Samuel Eto’o is the best player of all time. He is the top scorer of the national team [with 56 goals in 118 games between 1997 and 2014], and has scored a record 18 goals in the African Nations Cup’s history, winning two of them in 2000 and 2002.
Winfried Schäfer [German coach who managed the Cameroon national team between 2001 and 2004] is the best coach. He led a group of highly spirited boys to win the 2002 African Nations Cup, and then to the final of the 2003 Confederations Cup.
Q. Who could be regarded as a ‘cult hero’ in terms of the Cameroonian national team both in the past and present?
To me Jean II Makoun [midfielder who played 68 times and scored 5 times for Cameroon between 2003 and 2014] is a cult hero as he wasn’t the most popular amongst his age group but he is greatly admired by boys in the locals, and he is that player who everyone loves for his gameplay, and his humility as a person.

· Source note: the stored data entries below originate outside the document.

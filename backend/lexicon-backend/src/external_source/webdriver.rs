//! A minimal blocking client for the W3C WebDriver protocol.
//!
//! Only the commands needed to render a page and read the texts of its elements are supported.
//! All calls block, so this must only be used on a blocking thread.

use std::time::Duration;

use reqwest::blocking::{Client, RequestBuilder};
use serde::Deserialize;
use serde_json::{json, Value};
use thiserror::Error;
use tracing::{debug, warn};
use url::Url;

/// The key under which WebDriver returns element references.
const ELEMENT_IDENTIFIER: &str = "element-6066-11e4-a52e-4f735466cecf";

#[derive(Debug, Error)]
pub enum WebDriverError {
    #[error("webdriver request failed: {0}")]
    Http(#[from] reqwest::Error),

    #[error("invalid url: {0}")]
    Url(#[from] url::ParseError),

    #[error("webdriver returned error '{error}': {message}")]
    Command { error: String, message: String },

    #[error("webdriver returned a malformed response: {0}")]
    MalformedResponse(String),
}

pub struct WebDriverClient {
    http_client: Client,
    base_url: Url,
}

impl WebDriverClient {
    pub fn new(base_url: &str, request_timeout: Duration) -> Result<Self, WebDriverError> {
        // Without a trailing slash, joining would replace the last path segment.
        let base_url = if base_url.ends_with('/') {
            Url::parse(base_url)?
        } else {
            Url::parse(&format!("{base_url}/"))?
        };

        Ok(Self {
            http_client: Client::builder().timeout(request_timeout).build()?,
            base_url,
        })
    }

    /// Start a new browser session. The session is closed when it is dropped.
    pub fn new_session(&self, headless: bool) -> Result<WebDriverSession<'_>, WebDriverError> {
        let arguments = if headless {
            vec!["--headless=new", "--disable-gpu"]
        } else {
            Vec::new()
        };

        let value = self.send(self.http_client.post(self.base_url.join("session")?).json(
            &json!({
                "capabilities": {
                    "alwaysMatch": {
                        "browserName": "chrome",
                        "goog:chromeOptions": { "args": arguments },
                    },
                },
            }),
        ))?;

        let session_id = value
            .get("sessionId")
            .and_then(Value::as_str)
            .ok_or_else(|| {
                WebDriverError::MalformedResponse(format!("missing session id in {value}"))
            })?
            .to_owned();
        debug!("Started webdriver session {session_id}");

        Ok(WebDriverSession {
            client: self,
            session_id,
        })
    }

    fn send(&self, request: RequestBuilder) -> Result<Value, WebDriverError> {
        let response = request.send()?;
        let status = response.status();
        let response: WebDriverResponse = response.json()?;

        if status.is_success() {
            Ok(response.value)
        } else {
            let error = serde_json::from_value::<WebDriverErrorValue>(response.value.clone())
                .map_err(|_| {
                    WebDriverError::MalformedResponse(format!(
                        "status {status} with body {}",
                        response.value
                    ))
                })?;
            Err(WebDriverError::Command {
                error: error.error,
                message: error.message,
            })
        }
    }
}

pub struct WebDriverSession<'client> {
    client: &'client WebDriverClient,
    session_id: String,
}

impl WebDriverSession<'_> {
    pub fn set_page_load_timeout(&self, timeout: Duration) -> Result<(), WebDriverError> {
        let timeout_millis = u64::try_from(timeout.as_millis()).unwrap_or(u64::MAX);
        self.client.send(
            self.client
                .http_client
                .post(self.command_url("timeouts")?)
                .json(&json!({ "pageLoad": timeout_millis })),
        )?;
        Ok(())
    }

    /// Navigate to the url and wait until the browser reports the page as loaded.
    pub fn navigate(&self, url: &Url) -> Result<(), WebDriverError> {
        self.client.send(
            self.client
                .http_client
                .post(self.command_url("url")?)
                .json(&json!({ "url": url.as_str() })),
        )?;
        Ok(())
    }

    /// The texts of all elements with the given css class, in document order.
    /// If no element has the class, the result is empty.
    pub fn texts_by_class(&self, class: &str) -> Result<Vec<String>, WebDriverError> {
        let value = self.client.send(
            self.client
                .http_client
                .post(self.command_url("elements")?)
                .json(&json!({ "using": "css selector", "value": format!(".{class}") })),
        )?;

        element_ids(&value)?
            .into_iter()
            .map(|element_id| self.element_text(&element_id))
            .collect()
    }

    fn element_text(&self, element_id: &str) -> Result<String, WebDriverError> {
        let value = self.client.send(
            self.client
                .http_client
                .get(self.command_url(&format!("element/{element_id}/text"))?),
        )?;

        match value {
            Value::String(text) => Ok(text),
            value => Err(WebDriverError::MalformedResponse(format!(
                "expected element text, got {value}"
            ))),
        }
    }

    fn command_url(&self, command: &str) -> Result<Url, WebDriverError> {
        Ok(self
            .client
            .base_url
            .join(&format!("session/{}/{command}", self.session_id))?)
    }
}

impl Drop for WebDriverSession<'_> {
    fn drop(&mut self) {
        let result = self
            .client
            .base_url
            .join(&format!("session/{}", self.session_id))
            .map_err(WebDriverError::from)
            .and_then(|url| self.client.send(self.client.http_client.delete(url)));

        match result {
            Ok(_) => debug!("Closed webdriver session {}", self.session_id),
            Err(error) => warn!(
                "Could not close webdriver session {}: {error}",
                self.session_id
            ),
        }
    }
}

#[derive(Deserialize)]
struct WebDriverResponse {
    value: Value,
}

#[derive(Deserialize)]
struct WebDriverErrorValue {
    error: String,
    #[serde(default)]
    message: String,
}

fn element_ids(value: &Value) -> Result<Vec<String>, WebDriverError> {
    let elements = value.as_array().ok_or_else(|| {
        WebDriverError::MalformedResponse(format!("expected a list of elements, got {value}"))
    })?;

    elements
        .iter()
        .map(|element| {
            element
                .get(ELEMENT_IDENTIFIER)
                .and_then(Value::as_str)
                .map(ToOwned::to_owned)
                .ok_or_else(|| {
                    WebDriverError::MalformedResponse(format!("malformed element {element}"))
                })
        })
        .collect()
}

#[cfg(test)]
mod tests {
    use serde_json::json;

    use super::{element_ids, WebDriverError};

    #[test]
    fn test_element_ids() {
        let value = json!([
            { "element-6066-11e4-a52e-4f735466cecf": "a1" },
            { "element-6066-11e4-a52e-4f735466cecf": "b2" },
        ]);
        assert_eq!(element_ids(&value).unwrap(), vec!["a1", "b2"]);
        assert!(element_ids(&json!([])).unwrap().is_empty());
    }

    #[test]
    fn test_malformed_element_ids() {
        assert!(matches!(
            element_ids(&json!({ "error": "no such window" })),
            Err(WebDriverError::MalformedResponse(_))
        ));
        assert!(matches!(
            element_ids(&json!([{ "ELEMENT": "legacy" }])),
            Err(WebDriverError::MalformedResponse(_))
        ));
    }
}
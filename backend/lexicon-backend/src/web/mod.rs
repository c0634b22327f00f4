use std::sync::Arc;

use axum::{routing::get, Router};
use tracing::{debug, error, info, instrument};

use crate::{
    configuration::Configuration,
    error::{LexiconError, LexiconResult},
    resolver::WordResolver,
};

mod word;

#[derive(Clone)]
pub struct WebState {
    pub resolver: WordResolver,
    pub configuration: Arc<Configuration>,
}

#[instrument(err, skip(resolver, configuration))]
pub async fn run_web_api(
    resolver: WordResolver,
    configuration: &Configuration,
) -> LexiconResult<()> {
    info!("Starting web API");

    let router = create_router(WebState {
        resolver,
        configuration: Arc::new(configuration.clone()),
    });

    debug!(
        "Listening for API requests on {}",
        configuration.api_listen_address
    );
    axum::Server::bind(&configuration.api_listen_address)
        .serve(router.into_make_service())
        .with_graceful_shutdown(shutdown_signal())
        .await
        .map_err(|error| LexiconError::ApiServerError {
            source: Box::new(error),
        })?;

    info!("Web API terminated normally");
    Ok(())
}

fn create_router(state: WebState) -> Router {
    Router::new()
        .route("/health", get(health))
        .route(
            "/word/:word",
            get(word::get_word).delete(word::delete_word),
        )
        .route("/words", get(word::list_words))
        .with_state(state)
}

async fn health() -> &'static str {
    "ok"
}

async fn shutdown_signal() {
    let sigint = async {
        if let Err(error) = tokio::signal::ctrl_c().await {
            error!("Error receiving SIGINT: {error}");
        }
    };

    #[cfg(unix)]
    let sigterm = async {
        match tokio::signal::unix::signal(tokio::signal::unix::SignalKind::terminate()) {
            Ok(mut handler) => {
                if handler.recv().await.is_none() {
                    error!("Received None from SIGTERM handler. This is unexpected.");
                }
            }
            Err(error) => error!("Error installing SIGTERM handler: {error}"),
        }
    };

    // This future never completes, hence we offer no other means of shutdown on non-unix platforms.
    #[cfg(not(unix))]
    let sigterm = std::future::pending::<()>();

    tokio::select! {
        _ = sigint => info!("Received SIGINT, shutting down"),
        _ = sigterm => info!("Received SIGTERM, shutting down"),
    }
}

#[cfg(test)]
mod tests {
    use std::sync::Arc;

    use async_trait::async_trait;
    use axum::{
        body::Body,
        http::{Method, Request, StatusCode},
    };
    use tower::ServiceExt;

    use super::{create_router, WebState};
    use crate::{
        configuration::Configuration,
        error::LexiconResult,
        external_source::ExternalLexicalSource,
        lexical_store::{LexicalStore, WordId},
        model::{
            Annotation, LanguageCode, LanguageSelector, LexicalRecord, PageRequest,
            RelationSelection,
        },
        resolver::WordResolver,
    };

    /// Knows the single word "apple" in English, with Spanish annotations.
    struct AppleStore;

    fn apple() -> LexicalRecord {
        let spanish = LanguageCode::new("es").unwrap();
        let mut record = LexicalRecord::new("apple", LanguageCode::new("en").unwrap());
        record.add_definition(Annotation::new(spanish.clone(), "manzana"));
        record.add_example(Annotation::new(spanish, "una manzana roja"));
        record
    }

    #[async_trait]
    impl LexicalStore for AppleStore {
        async fn get(
            &self,
            word: &str,
            _source_language: &LanguageSelector,
            target_language: &LanguageCode,
        ) -> LexiconResult<Option<LexicalRecord>> {
            Ok((word == "apple" && target_language.as_str() == "es").then(apple))
        }

        async fn get_id(
            &self,
            word: &str,
            _source_language: &LanguageSelector,
        ) -> LexiconResult<Option<WordId>> {
            Ok((word == "apple").then_some(WordId(1)))
        }

        async fn delete(&self, _id: WordId) -> LexiconResult<()> {
            Ok(())
        }

        async fn list_page(
            &self,
            _page: PageRequest,
            _word_filter: Option<&str>,
            relations: RelationSelection,
        ) -> LexiconResult<Vec<LexicalRecord>> {
            let mut record = LexicalRecord::with_relations("apple", apple().language, relations);
            if relations.definitions {
                record.definitions = apple().definitions;
            }
            Ok(vec![record])
        }

        async fn save(&self, _record: &LexicalRecord) -> LexiconResult<()> {
            Ok(())
        }
    }

    struct NoSource;

    #[async_trait]
    impl ExternalLexicalSource for NoSource {
        async fn get(
            &self,
            _word: &str,
            _source_language: &LanguageSelector,
            _target_language: &LanguageCode,
        ) -> Option<LexicalRecord> {
            None
        }
    }

    async fn request(method: Method, uri: &str) -> (StatusCode, String) {
        let router = create_router(WebState {
            resolver: WordResolver::new(Arc::new(AppleStore), Arc::new(NoSource)),
            configuration: Arc::new(Configuration::test_configuration()),
        });

        let response = router
            .oneshot(
                Request::builder()
                    .method(method)
                    .uri(uri)
                    .body(Body::empty())
                    .unwrap(),
            )
            .await
            .unwrap();
        let status = response.status();
        let body = hyper::body::to_bytes(response.into_body()).await.unwrap();
        (status, String::from_utf8(body.to_vec()).unwrap())
    }

    #[tokio::test]
    async fn test_health() {
        assert_eq!(
            request(Method::GET, "/health").await,
            (StatusCode::OK, "ok".to_owned())
        );
    }

    #[tokio::test]
    async fn test_get_word() {
        let (status, body) = request(Method::GET, "/word/apple?sl=en&tl=es").await;
        assert_eq!(status, StatusCode::OK);
        let record: api_commands::WordRecord = serde_json::from_str(&body).unwrap();
        assert_eq!(record.word, "apple");
        assert_eq!(record.definitions, Some(vec!["manzana".to_owned()]));
        assert_eq!(record.synonyms, Some(Vec::new()));
    }

    #[tokio::test]
    async fn test_unknown_word_is_not_found() {
        let (status, _) = request(Method::GET, "/word/pear?tl=es").await;
        assert_eq!(status, StatusCode::NOT_FOUND);
    }

    #[tokio::test]
    async fn test_invalid_languages_are_bad_requests() {
        for uri in [
            "/word/apple?sl=e%20n&tl=es",
            "/word/apple?sl=en&tl=auto",
            "/word/apple?sl=en",
        ] {
            let (status, _) = request(Method::GET, uri).await;
            assert_eq!(status, StatusCode::BAD_REQUEST, "{uri}");
        }
    }

    #[tokio::test]
    async fn test_delete_word() {
        for uri in ["/word/apple?sl=en", "/word/pear", "/word/pear?sl=auto"] {
            let (status, _) = request(Method::DELETE, uri).await;
            assert_eq!(status, StatusCode::NO_CONTENT, "{uri}");
        }
    }

    #[tokio::test]
    async fn test_list_words() {
        let (status, body) =
            request(Method::GET, "/words?page=1&page_size=5&include_definitions=true").await;
        assert_eq!(status, StatusCode::OK);
        let records: Vec<api_commands::WordRecord> = serde_json::from_str(&body).unwrap();
        assert_eq!(records.len(), 1);
        assert_eq!(records[0].definitions, Some(vec!["manzana".to_owned()]));
        assert_eq!(records[0].examples, None);

        let (status, body) =
            request(Method::GET, "/words?page=1&pageSize=5&includeDefinitions=true").await;
        assert_eq!(status, StatusCode::OK);
        let camel_case: Vec<api_commands::WordRecord> = serde_json::from_str(&body).unwrap();
        assert_eq!(camel_case, records);

        let (status, _) = request(Method::GET, "/words?page=0").await;
        assert_eq!(status, StatusCode::BAD_REQUEST);
    }
}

Q. Of the current team, who would you say is the best player in the national side currently?
The best player in the current team to me is Vincent Aboubakar [29-year-old striker currently playing for Saudi Arabian side Al-Nassr having moved from Turkish side Beşiktaş during the summer]. During his time with the national team, we have seen him deliver very decisive goals or performances on several occasions, with the most obvious example of this being him scoring the winning goal of the 2017 AFCON final.

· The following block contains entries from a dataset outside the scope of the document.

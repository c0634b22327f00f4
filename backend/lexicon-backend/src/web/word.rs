use api_commands::{DeleteWordQuery, ListWordsQuery, WordQuery, WordRecord};
use axum::{
    extract::{Path, Query, State},
    http::StatusCode,
    response::{IntoResponse, Response},
    Json,
};
use tracing::instrument;

use super::WebState;
use crate::{
    error::LexiconResult,
    model::{LanguageCode, LanguageSelector, PageRequest, RelationSelection},
};

#[instrument(err, skip(state))]
pub async fn get_word(
    State(state): State<WebState>,
    Path(word): Path<String>,
    Query(query): Query<WordQuery>,
) -> LexiconResult<Response> {
    state.configuration.verify_word_length(&word)?;
    let source_language: LanguageSelector = query.sl.parse()?;
    let target_language: LanguageCode = query.tl.parse()?;

    Ok(
        match state
            .resolver
            .get(&word, &source_language, &target_language)
            .await?
        {
            Some(record) => Json(WordRecord::from(record)).into_response(),
            None => StatusCode::NOT_FOUND.into_response(),
        },
    )
}

#[instrument(err, skip(state))]
pub async fn delete_word(
    State(state): State<WebState>,
    Path(word): Path<String>,
    Query(query): Query<DeleteWordQuery>,
) -> LexiconResult<StatusCode> {
    state.configuration.verify_word_length(&word)?;
    let source_language: LanguageSelector = query.sl.parse()?;

    state.resolver.delete(&word, &source_language).await?;
    Ok(StatusCode::NO_CONTENT)
}

#[instrument(err, skip(state))]
pub async fn list_words(
    State(state): State<WebState>,
    Query(query): Query<ListWordsQuery>,
) -> LexiconResult<Json<Vec<WordRecord>>> {
    let page = PageRequest::new(query.page, query.page_size, &state.configuration)?;
    let word_filter = query
        .word_filter
        .as_deref()
        .filter(|word_filter| !word_filter.is_empty());

    let records = state
        .resolver
        .list_page(page, word_filter, RelationSelection::from(&query))
        .await?;
    Ok(Json(records.into_iter().map(WordRecord::from).collect()))
}
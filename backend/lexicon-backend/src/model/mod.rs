//! Domain types shared by the store, the external source and the resolver.

pub mod language;
pub mod lexical_record;
pub mod page;

pub use language::{LanguageCode, LanguageSelector};
pub use lexical_record::{Annotation, LexicalRecord, RelationSelection};
pub use page::PageRequest;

Q. How would you describe the current state/performance of the national team?
The current team definitely still requires a lot of work and building, and if we analyse the coach’s recent call-ups [Cameroon’s current manager is Portuguese coach Toni Conceição], we will realise that he is still looking for that perfect blend of players to put his trust in. So it’s a work in progress currently.
Q. Are there any Cameroonian players who you think we should be focusing on for the future – who would you say is the most exciting up & coming talent from the country?
André-Franck Zambo Anguisa [25-year-old defensive midfielder currently playing for Fulham] in recent times has made many fans regard him as a “Brazilian of Cameroonian decent” as his brilliance and flair is distinguishing.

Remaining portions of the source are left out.